Sur mes pas en danse et en chansons d'un week-end sous la loi de la jungle.

En ce week-end fin août, deux sorties différentes avec un point commun, celui de la loi de la jungle. Deux perspectives du même point de vue, soit celui des artistes Emmalie Ruest, Karenne Gravel, Chloé Ouellet-Payeur et Marie-Philippe Santerre des collectifs Dans son Salon/Les Débrouill-Art(des), pour le premier au Festival de théâtre de rue de Lachine et celui du spectateur pour la prestation de Louis-Jean Cormier au Jardin Botanique, "sous les arbres". La loi de la jungle, dans le sens qu'il faille "jouer des coudes" pour prendre sa place. Mais soyez rassurés, les deux sorties ont été avérées satisfaisantes et voilà pourquoi.

Première partie de ce week-end, excursion dans une partie lointaine de la ville de Montréal, pour moi, soit l'arrondissement Lachine pour assister à "Vuela Vuela, la danse" lors d'une soirée du Festival de théâtre de rue de Lachine. Une fois la première étape cruciale de cette sortie effectuée, soit de trouver un endroit pour laisser notre véhicule, nous nous mettons à la recherche du site du festival. Une fois arrivés, avec le soleil qui présente ses derniers rayons, nous prenons la mesure des lieux et des sites de présentation, tous sur les berges ou tout près du fleuve St-Laurent. De ce festival que je découvrais, il m'a semblé que les prestations compétitionnaient (2 à 3 propositions débutant à la même heure) pour avoir mon attention et ma présence. Je persiste et je signe, la loi du plus fort, celle de la jungle.



Mais le spectateur que je suis est déterminé, faisant fi des "distractions" tout autour et je me rends sur le lieu de départ de la prestation de "Vuela Vuela, la danse". À l'heure prévue, juste à côté du caroussel fort animé par son animateur, les interprètes prennent place immobiles et après l'appel, "demande et tu recevras", soit "musique", elle débute et compétitionne les chevaux de bois tout à côté et les autres propositions artistiques tonitruantes, un peu plus loin. Dans une chorégraphie colorée des plages du sud et des vêtements rouge, orange, vert et bleu des interprètes, nous sommes entraînés dans un déambulatoire tout en gestes saccadés qui ont des allures de vagues, dont le but de ces mouvements est la recherche du soleil et du sable qui le met en valeur. Cette quête nous amène, au son de la chanson "Voyage, Voyage" (de Desireless) et de sa version espagnole"Vuela, Vuela",  et ces mots, "plus loin que la nuit et le jour" jusqu'à ce terrain de sable, "terre promise", tel que le montre la réactions des interprètes. Tout à coup, cette pièce devient irradiante de soleil dans cette noirceur qui rode autour avec les nombreux spectateurs attentifs. Comme, si cela ne suffisait pas, elles ont du composer avec un des haut-parleurs qui devenu muet et qui l'est resté, malgré les nombreuses interventions du personnel technique. Il en reste que nous avons pu assister à une belle prestation qui a eu droit à de bons applaudissements bien mérités en retour.

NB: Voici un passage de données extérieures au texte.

//! Integration tests for distribution creation.

use std::collections::HashSet;
use std::sync::Arc;

use chrono::{TimeZone, Utc};
use distribution_core::model::{ActivityKind, DeliveryTracking, DistributionRequest};
use distribution_core::{
    DistributionHandler, FixedClock, RequestError, SequentialIdGenerator, SystemClock, UlidIdGenerator,
    UnknownScopePolicy, ValidationMode, ValidationPolicy,
};
use serde_json::json;

fn fixed_handler(policy: ValidationPolicy) -> DistributionHandler {
    let at = Utc.with_ymd_and_hms(2024, 5, 17, 9, 30, 0).unwrap();
    DistributionHandler::new(Arc::new(SequentialIdGenerator::new()), Arc::new(FixedClock(at)), policy)
}

fn request(case_id: &str, scope: Option<&str>, attachments: &[&str]) -> DistributionRequest {
    DistributionRequest::new(case_id, scope, attachments.iter().map(|a| json!(a)).collect())
}

#[test]
fn all_states_addresses_191_recipients() {
    let out = fixed_handler(ValidationPolicy::default())
        .create(request("C-1", Some("All States"), &["a1"]))
        .unwrap();

    assert_eq!(out.distribution.recipient_count, 191);
    assert_eq!(
        out.distribution.delivery_tracking,
        DeliveryTracking {
            delivered: 0,
            pending: 191,
            failed: 0
        }
    );
    assert_eq!(out.activity.subtitle, "191 recipients");
}

#[test]
fn selected_addresses_25_recipients() {
    let out = fixed_handler(ValidationPolicy::default())
        .create(request("C-2", Some("Selected"), &[]))
        .unwrap();

    assert_eq!(out.distribution.recipient_count, 25);
    assert_eq!(out.activity.subtitle, "25 recipients");
}

#[test]
fn other_scopes_fall_into_default_tier() {
    let handler = fixed_handler(ValidationPolicy::default());
    for scope in [Some("Limited"), Some(""), Some("all states"), None] {
        let out = handler.create(request("C-3", scope, &["a1", "a2"])).unwrap();
        assert_eq!(out.distribution.recipient_count, 15, "scope {scope:?}");
        assert_eq!(out.activity.subtitle, "15 recipients");
        assert_eq!(out.distribution.delivery_tracking.pending, 15);
    }
}

#[test]
fn records_carry_fixed_labels_and_shared_timestamp() {
    let out = fixed_handler(ValidationPolicy::default())
        .create(request("C-1", Some("Selected"), &[]))
        .unwrap();

    assert_eq!(out.distribution.id, "dist-1");
    assert_eq!(out.activity.id, "act-2");
    assert_eq!(out.distribution.title, "New distribution");
    assert_eq!(out.activity.title, "Distribution created");
    assert_eq!(out.activity.icon, "Send");
    assert_eq!(out.activity.kind, ActivityKind::Distribution);
    assert_eq!(out.distribution.date, out.activity.timestamp);
}

#[test]
fn scope_and_attachments_are_echoed() {
    let req = DistributionRequest::new(
        "C-9",
        Some("Limited"),
        vec![json!("a1"), json!({"name": "brief.pdf", "pages": 3})],
    );
    let out = fixed_handler(ValidationPolicy::default()).create(req.clone()).unwrap();

    assert_eq!(out.distribution.scope, req.scope);
    assert_eq!(out.distribution.attachments, req.attachments);
}

#[test]
fn repeated_calls_differ_only_in_ids_and_time() {
    let handler = DistributionHandler::new(
        Arc::new(UlidIdGenerator::new()),
        Arc::new(SystemClock),
        ValidationPolicy::default(),
    );

    let mut ids = HashSet::new();
    let first = handler.create(request("C-1", Some("All States"), &["a1"])).unwrap();
    for _ in 0..200 {
        let out = handler.create(request("C-1", Some("All States"), &["a1"])).unwrap();
        assert!(ids.insert(out.distribution.id.clone()));
        assert!(ids.insert(out.activity.id.clone()));

        assert_eq!(out.distribution.recipient_count, first.distribution.recipient_count);
        assert_eq!(out.distribution.delivery_tracking, first.distribution.delivery_tracking);
        assert_eq!(out.activity.subtitle, first.activity.subtitle);
    }
    assert!(!ids.contains(&first.distribution.id));
}

#[test]
fn create_from_json_relaxed_defaults_missing_scope() {
    let out = fixed_handler(ValidationPolicy::default())
        .create_from_json(&json!({"caseId": "C-4", "attachments": []}))
        .unwrap();

    assert_eq!(out.distribution.recipient_count, 15);
    assert_eq!(out.distribution.scope, None);
    assert_eq!(out.distribution.attachments, Some(json!([])));
}

#[test]
fn create_from_json_relaxed_echoes_odd_shapes_untouched() {
    let handler = fixed_handler(ValidationPolicy::default());

    let out = handler
        .create_from_json(&json!({"caseId": "C", "scope": null, "attachments": "x"}))
        .unwrap();
    let wire = serde_json::to_value(&out.distribution).unwrap();
    assert_eq!(wire["scope"], json!(null));
    assert!(wire.as_object().unwrap().contains_key("scope"));
    assert_eq!(wire["attachments"], json!("x"));
    assert_eq!(out.distribution.recipient_count, 15);

    let out = handler.create_from_json(&json!({"caseId": "C", "scope": 7})).unwrap();
    let wire = serde_json::to_value(&out.distribution).unwrap();
    assert_eq!(wire["scope"], json!(7));
    assert!(!wire.as_object().unwrap().contains_key("attachments"));
    assert_eq!(out.distribution.recipient_count, 15);
}

#[test]
fn create_from_json_strict_rejects_missing_scope() {
    let err = fixed_handler(ValidationPolicy::strict())
        .create_from_json(&json!({"caseId": "C-4", "attachments": []}))
        .unwrap_err();

    assert!(matches!(err, RequestError::MalformedRequest(_)));
}

#[test]
fn reject_policy_applies_to_typed_requests() {
    let handler = fixed_handler(ValidationPolicy {
        mode: ValidationMode::Relaxed,
        unknown_scope: UnknownScopePolicy::Reject,
    });

    let err = handler.create(request("C-3", Some("Limited"), &[])).unwrap_err();
    assert_eq!(err, RequestError::UnknownScope("Limited".into()));
    assert!(handler.create(request("C-1", Some("All States"), &[])).is_ok());
}

#[test]
fn create_from_json_applies_unknown_scope_policy() {
    let handler = fixed_handler(ValidationPolicy {
        mode: ValidationMode::Strict,
        unknown_scope: UnknownScopePolicy::Reject,
    });
    assert_eq!(handler.policy().unknown_scope, UnknownScopePolicy::Reject);

    let err = handler
        .create_from_json(&json!({"caseId": "C-3", "scope": "Limited", "attachments": []}))
        .unwrap_err();
    assert_eq!(err, RequestError::UnknownScope("Limited".into()));

    let out = handler
        .create_from_json(&json!({"caseId": "C-2", "scope": "Selected", "attachments": []}))
        .unwrap();
    assert_eq!(out.distribution.recipient_count, 25);
}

Juste avant de quitter le site, nous avons tenté d'apprécier la prestation de l'oeuvre phare de ce festival, "Péplum" de la compagnie La Salamandre. La foule, une dizaine de minutes avant le début était nombreuse dans les estrades à l'arrière, très nombreuse aussi sur le sol juste devant le lieu de prestation, avec des gens par terre, d'autres sur des chaises. La "loi du plus fort" ou du moins gêné semblait régner pour pouvoir réussir à bien voir le ballet pyrotechnique à venir. Moi, à ce jeu, n'étant pas le meilleur, ma perspective de la représentation s'est avérée très partielle et je suis parti assez vite. Ainsi donc va, la vie d'un spectateur, parfois !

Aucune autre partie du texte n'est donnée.